__TASK BRIEF__:
Somewhere below is a line with "let err = p" and, later, a line with "-> StageResult<String, String>"; repeat those two lines and all the lines between them, exactly as they are.

[Entries taken from a collection]
╭──
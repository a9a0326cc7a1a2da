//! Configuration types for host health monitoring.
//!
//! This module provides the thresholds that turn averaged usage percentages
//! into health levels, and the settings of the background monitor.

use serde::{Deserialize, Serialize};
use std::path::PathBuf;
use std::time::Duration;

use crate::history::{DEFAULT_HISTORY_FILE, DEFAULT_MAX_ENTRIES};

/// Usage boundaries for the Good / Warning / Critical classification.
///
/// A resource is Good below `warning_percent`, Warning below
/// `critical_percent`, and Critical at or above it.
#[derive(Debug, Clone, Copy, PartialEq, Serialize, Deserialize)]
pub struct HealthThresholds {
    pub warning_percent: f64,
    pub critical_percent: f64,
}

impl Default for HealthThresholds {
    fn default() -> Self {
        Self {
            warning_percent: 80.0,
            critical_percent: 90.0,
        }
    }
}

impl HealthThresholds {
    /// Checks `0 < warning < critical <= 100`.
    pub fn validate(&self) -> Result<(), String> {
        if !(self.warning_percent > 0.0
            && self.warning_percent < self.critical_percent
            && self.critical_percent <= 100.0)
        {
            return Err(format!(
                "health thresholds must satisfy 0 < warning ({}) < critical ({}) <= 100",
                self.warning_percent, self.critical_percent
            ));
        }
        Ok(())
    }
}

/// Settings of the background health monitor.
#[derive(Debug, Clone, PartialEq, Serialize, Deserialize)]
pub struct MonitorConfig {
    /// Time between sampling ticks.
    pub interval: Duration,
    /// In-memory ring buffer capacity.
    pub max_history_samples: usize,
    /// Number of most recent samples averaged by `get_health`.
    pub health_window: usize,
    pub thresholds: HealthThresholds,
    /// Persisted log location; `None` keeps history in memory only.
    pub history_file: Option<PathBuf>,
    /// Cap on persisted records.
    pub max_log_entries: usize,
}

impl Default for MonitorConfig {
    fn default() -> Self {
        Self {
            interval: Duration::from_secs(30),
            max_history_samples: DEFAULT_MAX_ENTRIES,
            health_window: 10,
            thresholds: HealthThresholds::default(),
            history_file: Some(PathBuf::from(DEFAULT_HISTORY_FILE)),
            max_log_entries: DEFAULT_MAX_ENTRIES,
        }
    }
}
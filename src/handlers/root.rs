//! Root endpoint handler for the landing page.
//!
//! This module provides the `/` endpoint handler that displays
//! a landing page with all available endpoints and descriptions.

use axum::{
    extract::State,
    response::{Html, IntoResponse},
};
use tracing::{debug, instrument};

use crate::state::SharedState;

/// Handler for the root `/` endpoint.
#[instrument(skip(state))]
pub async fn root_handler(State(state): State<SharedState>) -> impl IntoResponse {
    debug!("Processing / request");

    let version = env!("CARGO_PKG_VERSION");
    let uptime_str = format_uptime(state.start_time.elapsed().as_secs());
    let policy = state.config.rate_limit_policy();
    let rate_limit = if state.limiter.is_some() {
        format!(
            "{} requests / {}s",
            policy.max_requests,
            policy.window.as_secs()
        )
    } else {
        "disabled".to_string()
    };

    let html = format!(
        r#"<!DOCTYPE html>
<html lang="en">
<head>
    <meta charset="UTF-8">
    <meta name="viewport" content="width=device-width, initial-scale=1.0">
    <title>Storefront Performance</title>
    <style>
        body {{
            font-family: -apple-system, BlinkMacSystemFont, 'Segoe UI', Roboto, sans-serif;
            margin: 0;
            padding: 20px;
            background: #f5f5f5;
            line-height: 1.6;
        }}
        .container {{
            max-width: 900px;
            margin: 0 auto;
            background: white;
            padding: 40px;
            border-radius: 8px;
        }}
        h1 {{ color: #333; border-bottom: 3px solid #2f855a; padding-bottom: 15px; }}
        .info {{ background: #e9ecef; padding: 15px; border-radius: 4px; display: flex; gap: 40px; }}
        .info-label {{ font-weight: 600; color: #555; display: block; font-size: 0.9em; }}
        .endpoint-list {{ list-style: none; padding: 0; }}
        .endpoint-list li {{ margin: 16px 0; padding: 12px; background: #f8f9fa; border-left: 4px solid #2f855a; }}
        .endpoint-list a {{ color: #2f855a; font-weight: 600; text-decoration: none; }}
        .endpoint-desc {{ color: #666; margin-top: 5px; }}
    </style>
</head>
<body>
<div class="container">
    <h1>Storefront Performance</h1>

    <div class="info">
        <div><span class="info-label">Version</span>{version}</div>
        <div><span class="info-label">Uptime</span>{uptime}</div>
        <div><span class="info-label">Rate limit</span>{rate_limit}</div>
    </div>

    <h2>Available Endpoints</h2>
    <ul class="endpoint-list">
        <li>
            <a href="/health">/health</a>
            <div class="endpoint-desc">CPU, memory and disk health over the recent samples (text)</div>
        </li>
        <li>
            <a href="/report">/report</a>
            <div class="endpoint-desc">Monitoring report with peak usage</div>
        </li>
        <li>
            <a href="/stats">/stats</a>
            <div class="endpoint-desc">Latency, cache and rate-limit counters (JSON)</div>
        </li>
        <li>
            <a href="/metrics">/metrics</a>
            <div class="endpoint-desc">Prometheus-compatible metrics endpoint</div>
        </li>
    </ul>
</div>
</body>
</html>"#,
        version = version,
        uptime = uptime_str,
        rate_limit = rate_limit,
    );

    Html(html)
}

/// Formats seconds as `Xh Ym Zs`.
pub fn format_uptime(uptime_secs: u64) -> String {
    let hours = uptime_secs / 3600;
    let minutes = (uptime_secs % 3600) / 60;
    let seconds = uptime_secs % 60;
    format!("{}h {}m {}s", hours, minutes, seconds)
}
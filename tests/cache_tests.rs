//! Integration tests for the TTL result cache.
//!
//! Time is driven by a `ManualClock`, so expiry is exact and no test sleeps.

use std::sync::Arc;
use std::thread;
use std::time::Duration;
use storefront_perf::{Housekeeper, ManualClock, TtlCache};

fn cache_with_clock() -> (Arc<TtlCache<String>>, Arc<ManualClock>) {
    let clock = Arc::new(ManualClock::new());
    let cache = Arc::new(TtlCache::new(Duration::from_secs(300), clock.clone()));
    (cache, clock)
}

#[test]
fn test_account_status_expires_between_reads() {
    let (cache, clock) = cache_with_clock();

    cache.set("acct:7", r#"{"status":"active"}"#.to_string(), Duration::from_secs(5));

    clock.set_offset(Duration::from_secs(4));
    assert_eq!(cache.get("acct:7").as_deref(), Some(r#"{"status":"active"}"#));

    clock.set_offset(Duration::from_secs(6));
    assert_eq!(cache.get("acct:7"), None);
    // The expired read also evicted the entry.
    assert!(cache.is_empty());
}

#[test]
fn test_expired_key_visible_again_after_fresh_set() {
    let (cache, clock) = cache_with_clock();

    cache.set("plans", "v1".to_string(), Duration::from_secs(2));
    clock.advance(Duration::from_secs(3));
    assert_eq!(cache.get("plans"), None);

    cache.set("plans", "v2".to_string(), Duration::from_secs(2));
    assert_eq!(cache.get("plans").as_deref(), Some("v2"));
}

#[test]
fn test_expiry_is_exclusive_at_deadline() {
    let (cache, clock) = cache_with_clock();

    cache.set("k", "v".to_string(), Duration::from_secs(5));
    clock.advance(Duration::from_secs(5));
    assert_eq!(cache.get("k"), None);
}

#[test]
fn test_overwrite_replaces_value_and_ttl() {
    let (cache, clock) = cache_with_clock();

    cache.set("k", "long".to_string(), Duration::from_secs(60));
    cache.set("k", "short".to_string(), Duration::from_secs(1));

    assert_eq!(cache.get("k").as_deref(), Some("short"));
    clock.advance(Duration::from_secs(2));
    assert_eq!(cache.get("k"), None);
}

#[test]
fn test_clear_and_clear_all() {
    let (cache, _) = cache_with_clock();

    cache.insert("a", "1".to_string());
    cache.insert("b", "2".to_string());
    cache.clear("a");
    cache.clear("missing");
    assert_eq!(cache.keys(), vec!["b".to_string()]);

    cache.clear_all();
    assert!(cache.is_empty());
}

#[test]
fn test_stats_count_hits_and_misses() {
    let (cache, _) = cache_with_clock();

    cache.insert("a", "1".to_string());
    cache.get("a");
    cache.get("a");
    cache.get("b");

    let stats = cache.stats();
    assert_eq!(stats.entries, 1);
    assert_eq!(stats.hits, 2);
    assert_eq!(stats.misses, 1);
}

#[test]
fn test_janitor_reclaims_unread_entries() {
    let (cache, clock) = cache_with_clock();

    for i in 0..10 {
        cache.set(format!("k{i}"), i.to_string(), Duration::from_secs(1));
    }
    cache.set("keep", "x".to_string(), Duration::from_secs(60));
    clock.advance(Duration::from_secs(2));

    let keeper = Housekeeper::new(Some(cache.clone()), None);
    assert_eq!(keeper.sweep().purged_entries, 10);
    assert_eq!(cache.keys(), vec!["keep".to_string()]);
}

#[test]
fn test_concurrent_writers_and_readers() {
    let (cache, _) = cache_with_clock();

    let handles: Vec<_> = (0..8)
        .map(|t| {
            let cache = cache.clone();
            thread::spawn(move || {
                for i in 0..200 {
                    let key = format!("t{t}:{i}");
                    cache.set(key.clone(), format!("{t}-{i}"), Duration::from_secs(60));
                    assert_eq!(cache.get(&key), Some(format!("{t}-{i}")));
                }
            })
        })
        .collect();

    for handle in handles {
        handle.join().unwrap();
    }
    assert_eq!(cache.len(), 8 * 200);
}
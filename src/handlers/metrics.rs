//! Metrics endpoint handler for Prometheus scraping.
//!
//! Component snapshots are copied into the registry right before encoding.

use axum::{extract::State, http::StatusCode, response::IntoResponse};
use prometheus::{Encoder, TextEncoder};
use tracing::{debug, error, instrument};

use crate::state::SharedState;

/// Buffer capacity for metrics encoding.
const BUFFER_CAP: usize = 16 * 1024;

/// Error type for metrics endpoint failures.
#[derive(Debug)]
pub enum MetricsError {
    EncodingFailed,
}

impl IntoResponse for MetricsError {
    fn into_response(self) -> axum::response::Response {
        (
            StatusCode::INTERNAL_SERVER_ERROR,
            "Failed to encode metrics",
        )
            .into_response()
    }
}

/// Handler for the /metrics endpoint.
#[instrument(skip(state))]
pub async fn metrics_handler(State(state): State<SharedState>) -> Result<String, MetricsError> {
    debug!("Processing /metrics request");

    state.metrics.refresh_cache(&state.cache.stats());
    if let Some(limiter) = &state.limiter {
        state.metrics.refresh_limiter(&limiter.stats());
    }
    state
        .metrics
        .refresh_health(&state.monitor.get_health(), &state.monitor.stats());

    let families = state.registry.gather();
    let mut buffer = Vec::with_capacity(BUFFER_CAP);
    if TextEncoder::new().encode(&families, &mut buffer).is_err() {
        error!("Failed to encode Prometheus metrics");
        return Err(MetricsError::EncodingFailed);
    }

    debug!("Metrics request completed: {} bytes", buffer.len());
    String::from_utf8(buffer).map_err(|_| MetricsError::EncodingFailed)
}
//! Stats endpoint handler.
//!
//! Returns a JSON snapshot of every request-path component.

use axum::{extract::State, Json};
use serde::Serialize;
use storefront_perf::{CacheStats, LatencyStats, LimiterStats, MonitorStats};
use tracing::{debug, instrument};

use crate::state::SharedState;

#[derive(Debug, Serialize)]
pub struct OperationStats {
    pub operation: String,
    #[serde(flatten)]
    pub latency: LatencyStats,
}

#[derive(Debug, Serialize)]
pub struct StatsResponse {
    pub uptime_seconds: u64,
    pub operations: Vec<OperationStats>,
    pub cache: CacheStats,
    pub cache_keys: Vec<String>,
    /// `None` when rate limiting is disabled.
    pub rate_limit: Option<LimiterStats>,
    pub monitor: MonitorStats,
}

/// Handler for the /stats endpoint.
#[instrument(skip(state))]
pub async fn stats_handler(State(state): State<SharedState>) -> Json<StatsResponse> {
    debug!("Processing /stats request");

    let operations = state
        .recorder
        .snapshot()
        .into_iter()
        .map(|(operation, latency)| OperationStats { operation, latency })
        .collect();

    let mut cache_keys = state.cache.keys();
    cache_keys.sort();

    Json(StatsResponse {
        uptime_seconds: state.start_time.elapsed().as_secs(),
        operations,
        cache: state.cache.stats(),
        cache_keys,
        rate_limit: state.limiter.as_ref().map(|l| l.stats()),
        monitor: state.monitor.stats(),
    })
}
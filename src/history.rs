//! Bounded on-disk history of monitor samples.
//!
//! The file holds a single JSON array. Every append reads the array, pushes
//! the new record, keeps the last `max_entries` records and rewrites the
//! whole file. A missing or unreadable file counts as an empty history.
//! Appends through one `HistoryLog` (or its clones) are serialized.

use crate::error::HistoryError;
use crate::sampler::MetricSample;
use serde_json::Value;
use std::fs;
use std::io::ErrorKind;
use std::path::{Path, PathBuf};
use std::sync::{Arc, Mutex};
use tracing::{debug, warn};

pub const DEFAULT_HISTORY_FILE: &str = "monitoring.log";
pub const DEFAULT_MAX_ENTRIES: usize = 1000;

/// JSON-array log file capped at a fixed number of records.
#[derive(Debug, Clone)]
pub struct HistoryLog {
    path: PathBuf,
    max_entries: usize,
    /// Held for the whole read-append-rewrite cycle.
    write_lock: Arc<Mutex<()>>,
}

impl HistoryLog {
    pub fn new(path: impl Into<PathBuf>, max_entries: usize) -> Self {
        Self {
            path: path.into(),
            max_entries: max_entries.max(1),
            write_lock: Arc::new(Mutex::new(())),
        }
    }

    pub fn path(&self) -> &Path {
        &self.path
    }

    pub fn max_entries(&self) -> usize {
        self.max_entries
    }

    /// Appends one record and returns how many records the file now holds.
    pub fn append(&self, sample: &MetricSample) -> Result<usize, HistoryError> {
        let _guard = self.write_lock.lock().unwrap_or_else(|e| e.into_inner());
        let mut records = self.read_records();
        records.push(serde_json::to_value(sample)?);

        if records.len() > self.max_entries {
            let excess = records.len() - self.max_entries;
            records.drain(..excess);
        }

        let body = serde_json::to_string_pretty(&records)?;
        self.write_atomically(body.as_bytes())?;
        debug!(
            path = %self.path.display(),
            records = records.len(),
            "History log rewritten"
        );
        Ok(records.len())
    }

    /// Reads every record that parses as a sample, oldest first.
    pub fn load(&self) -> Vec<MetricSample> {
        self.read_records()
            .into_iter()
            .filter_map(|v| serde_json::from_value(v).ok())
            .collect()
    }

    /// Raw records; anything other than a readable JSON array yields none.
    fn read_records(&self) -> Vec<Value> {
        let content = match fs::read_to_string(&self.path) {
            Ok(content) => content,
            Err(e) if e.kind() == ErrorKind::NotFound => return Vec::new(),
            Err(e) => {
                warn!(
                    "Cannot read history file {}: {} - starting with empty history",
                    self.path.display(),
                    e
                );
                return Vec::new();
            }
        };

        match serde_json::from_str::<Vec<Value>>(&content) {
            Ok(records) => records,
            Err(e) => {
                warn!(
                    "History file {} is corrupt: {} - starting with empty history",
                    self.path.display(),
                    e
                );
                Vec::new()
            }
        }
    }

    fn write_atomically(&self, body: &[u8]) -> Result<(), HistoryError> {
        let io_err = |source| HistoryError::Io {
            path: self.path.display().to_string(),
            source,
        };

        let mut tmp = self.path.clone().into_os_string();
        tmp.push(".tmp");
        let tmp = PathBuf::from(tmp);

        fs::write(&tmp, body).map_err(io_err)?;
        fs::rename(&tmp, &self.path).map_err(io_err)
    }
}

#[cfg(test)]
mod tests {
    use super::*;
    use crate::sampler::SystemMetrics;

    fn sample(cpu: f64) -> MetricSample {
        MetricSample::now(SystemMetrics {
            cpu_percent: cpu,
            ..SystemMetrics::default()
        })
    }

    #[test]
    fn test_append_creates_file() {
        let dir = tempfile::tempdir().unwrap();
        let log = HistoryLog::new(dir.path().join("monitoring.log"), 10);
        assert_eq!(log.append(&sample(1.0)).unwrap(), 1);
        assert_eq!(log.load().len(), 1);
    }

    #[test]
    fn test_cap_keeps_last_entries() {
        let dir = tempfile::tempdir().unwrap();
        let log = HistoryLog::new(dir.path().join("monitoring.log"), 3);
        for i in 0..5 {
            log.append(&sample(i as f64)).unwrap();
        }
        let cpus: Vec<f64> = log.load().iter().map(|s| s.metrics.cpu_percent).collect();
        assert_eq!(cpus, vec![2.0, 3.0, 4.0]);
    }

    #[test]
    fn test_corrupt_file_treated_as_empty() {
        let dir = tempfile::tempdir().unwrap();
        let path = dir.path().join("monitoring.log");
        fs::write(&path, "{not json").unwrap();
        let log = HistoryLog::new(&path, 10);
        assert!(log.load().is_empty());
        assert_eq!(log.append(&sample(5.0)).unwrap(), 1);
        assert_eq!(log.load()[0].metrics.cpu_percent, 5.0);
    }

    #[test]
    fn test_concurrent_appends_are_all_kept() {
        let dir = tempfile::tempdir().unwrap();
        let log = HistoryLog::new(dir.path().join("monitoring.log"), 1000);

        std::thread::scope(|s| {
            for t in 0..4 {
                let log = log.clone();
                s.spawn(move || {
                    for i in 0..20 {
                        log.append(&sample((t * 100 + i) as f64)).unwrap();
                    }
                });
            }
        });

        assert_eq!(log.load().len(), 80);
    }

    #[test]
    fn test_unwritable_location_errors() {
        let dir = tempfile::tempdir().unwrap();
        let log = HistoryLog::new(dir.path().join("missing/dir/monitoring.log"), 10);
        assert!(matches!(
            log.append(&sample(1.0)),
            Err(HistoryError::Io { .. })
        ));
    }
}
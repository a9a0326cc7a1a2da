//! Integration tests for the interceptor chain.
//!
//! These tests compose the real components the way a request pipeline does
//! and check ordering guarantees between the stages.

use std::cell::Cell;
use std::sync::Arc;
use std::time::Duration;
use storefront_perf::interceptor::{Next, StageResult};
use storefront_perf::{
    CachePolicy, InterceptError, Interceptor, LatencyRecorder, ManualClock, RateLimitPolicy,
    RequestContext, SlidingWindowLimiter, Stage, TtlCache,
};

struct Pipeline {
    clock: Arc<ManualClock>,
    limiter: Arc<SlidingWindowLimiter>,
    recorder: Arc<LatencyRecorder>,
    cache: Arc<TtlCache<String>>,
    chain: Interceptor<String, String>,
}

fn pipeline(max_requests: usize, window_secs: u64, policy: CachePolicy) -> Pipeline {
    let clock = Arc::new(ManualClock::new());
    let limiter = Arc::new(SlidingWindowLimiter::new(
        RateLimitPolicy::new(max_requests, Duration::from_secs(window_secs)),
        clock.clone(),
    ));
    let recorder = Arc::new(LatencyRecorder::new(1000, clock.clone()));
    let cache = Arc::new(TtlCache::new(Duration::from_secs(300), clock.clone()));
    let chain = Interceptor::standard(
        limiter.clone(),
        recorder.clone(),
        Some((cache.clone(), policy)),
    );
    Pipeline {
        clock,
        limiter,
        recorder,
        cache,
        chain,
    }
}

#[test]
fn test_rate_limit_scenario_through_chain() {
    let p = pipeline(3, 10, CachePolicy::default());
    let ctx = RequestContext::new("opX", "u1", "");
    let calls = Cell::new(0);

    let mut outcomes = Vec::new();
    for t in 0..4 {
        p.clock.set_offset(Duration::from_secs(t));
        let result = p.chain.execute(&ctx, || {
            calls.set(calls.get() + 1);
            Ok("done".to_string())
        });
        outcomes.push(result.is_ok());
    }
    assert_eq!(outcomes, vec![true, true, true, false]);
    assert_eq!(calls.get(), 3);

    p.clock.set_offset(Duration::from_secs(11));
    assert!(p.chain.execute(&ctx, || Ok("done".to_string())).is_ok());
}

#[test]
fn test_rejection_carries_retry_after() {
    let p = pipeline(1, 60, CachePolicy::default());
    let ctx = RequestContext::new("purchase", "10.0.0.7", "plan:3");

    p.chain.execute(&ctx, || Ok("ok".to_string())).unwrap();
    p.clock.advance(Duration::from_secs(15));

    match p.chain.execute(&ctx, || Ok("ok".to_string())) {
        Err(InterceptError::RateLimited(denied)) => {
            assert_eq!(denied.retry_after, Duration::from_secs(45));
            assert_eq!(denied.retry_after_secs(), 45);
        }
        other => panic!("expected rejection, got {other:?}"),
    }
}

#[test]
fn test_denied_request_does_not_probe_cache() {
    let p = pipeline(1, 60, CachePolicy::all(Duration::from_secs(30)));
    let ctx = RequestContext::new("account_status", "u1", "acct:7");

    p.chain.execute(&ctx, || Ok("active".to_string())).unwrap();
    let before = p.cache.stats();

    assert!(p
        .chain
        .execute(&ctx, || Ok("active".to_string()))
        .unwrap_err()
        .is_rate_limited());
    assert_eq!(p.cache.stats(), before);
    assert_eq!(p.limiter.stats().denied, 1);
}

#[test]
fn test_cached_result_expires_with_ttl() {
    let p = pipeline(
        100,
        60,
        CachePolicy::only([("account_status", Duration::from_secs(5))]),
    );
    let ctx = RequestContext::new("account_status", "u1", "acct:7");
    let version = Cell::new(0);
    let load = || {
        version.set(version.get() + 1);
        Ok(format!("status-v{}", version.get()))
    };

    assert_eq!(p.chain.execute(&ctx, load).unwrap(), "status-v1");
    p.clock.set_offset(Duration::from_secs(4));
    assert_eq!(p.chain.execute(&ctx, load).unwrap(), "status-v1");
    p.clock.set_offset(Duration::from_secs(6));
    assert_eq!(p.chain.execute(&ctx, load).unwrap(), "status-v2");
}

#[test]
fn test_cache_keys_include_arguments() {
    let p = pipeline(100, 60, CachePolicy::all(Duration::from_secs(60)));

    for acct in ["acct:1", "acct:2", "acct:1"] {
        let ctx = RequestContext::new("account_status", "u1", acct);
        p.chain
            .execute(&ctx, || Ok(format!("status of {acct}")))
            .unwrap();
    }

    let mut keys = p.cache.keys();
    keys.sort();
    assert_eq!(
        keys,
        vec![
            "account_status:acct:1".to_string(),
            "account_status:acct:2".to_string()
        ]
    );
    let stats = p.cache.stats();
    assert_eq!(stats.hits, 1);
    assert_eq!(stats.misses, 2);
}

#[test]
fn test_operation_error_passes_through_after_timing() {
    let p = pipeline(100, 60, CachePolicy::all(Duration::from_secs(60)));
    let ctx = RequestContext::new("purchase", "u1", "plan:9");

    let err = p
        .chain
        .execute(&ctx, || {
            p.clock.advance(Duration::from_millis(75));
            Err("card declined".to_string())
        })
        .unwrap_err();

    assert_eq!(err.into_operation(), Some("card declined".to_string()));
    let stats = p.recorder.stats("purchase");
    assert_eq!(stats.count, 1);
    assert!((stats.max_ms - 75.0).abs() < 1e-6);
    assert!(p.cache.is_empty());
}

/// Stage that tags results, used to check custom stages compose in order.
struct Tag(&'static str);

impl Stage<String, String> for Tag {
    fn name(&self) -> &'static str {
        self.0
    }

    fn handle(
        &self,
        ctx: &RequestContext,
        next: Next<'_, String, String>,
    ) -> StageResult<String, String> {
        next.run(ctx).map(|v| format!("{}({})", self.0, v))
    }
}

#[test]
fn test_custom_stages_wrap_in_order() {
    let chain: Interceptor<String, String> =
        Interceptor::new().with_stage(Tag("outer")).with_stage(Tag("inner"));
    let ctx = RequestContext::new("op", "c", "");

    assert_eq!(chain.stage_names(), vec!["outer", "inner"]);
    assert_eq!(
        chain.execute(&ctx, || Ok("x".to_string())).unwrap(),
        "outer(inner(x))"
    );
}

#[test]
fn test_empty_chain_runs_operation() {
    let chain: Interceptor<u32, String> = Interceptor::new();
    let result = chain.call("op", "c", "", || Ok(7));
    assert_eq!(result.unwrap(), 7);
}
╰──
__RESULT OF THIS EXERCISE__:
    let err = p
        .chain
        .execute(&ctx, || {
            p.clock.advance(Duration::from_millis(75));
            Err("card declined".to_string())
        })
        .unwrap_err();

    assert_eq!(err.into_operation(), Some("card declined".to_string()));
    let stats = p.recorder.stats("purchase");
    assert_eq!(stats.count, 1);
    assert!((stats.max_ms - 75.0).abs() < 1e-6);
    assert!(p.cache.is_empty());
}

/// Stage that tags results, used to check custom stages compose in order.
struct Tag(&'static str);

impl Stage<String, String> for Tag {
    fn name(&self) -> &'static str {
        self.0
    }

    fn handle(
        &self,
        ctx: &RequestContext,
        next: Next<'_, String, String>,
    ) -> StageResult<String, String> {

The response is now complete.